• [WHAT IS NEEDED]:
Please repeat the records exactly from their first line, finishing at the line containing "the three named" and including it.

• [AVAILABLE DATA]:
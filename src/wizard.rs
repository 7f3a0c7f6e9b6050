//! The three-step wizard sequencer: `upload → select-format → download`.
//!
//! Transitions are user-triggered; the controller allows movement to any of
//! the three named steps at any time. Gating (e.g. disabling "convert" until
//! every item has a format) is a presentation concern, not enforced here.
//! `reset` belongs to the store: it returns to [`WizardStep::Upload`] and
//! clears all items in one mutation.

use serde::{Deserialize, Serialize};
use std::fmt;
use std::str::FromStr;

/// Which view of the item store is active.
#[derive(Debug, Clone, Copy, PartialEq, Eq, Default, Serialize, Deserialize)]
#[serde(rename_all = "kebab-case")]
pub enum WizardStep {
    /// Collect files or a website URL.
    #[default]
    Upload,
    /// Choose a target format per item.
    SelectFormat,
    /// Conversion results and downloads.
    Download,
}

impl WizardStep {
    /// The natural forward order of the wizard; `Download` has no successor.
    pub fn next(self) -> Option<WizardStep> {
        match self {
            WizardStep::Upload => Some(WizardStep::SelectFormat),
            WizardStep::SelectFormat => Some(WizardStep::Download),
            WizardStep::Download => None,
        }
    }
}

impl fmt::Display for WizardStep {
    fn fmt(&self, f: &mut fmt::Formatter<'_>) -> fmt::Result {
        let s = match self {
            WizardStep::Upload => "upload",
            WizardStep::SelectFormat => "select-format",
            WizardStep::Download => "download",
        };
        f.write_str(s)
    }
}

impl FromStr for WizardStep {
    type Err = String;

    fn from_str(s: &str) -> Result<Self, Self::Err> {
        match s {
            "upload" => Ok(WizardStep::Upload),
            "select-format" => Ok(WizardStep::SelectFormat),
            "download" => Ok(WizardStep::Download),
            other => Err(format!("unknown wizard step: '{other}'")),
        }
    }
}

• [RESULT FOR THIS EXERCISE]:
filename src/wizard.rs
repository 7f3a0c7f6e9b6050
//! The three-step wizard sequencer: `upload → select-format → download`.
//!
//! Transitions are user-triggered; the controller allows movement to any of
//! the three named steps at any time. Gating (e.g. disabling "convert" until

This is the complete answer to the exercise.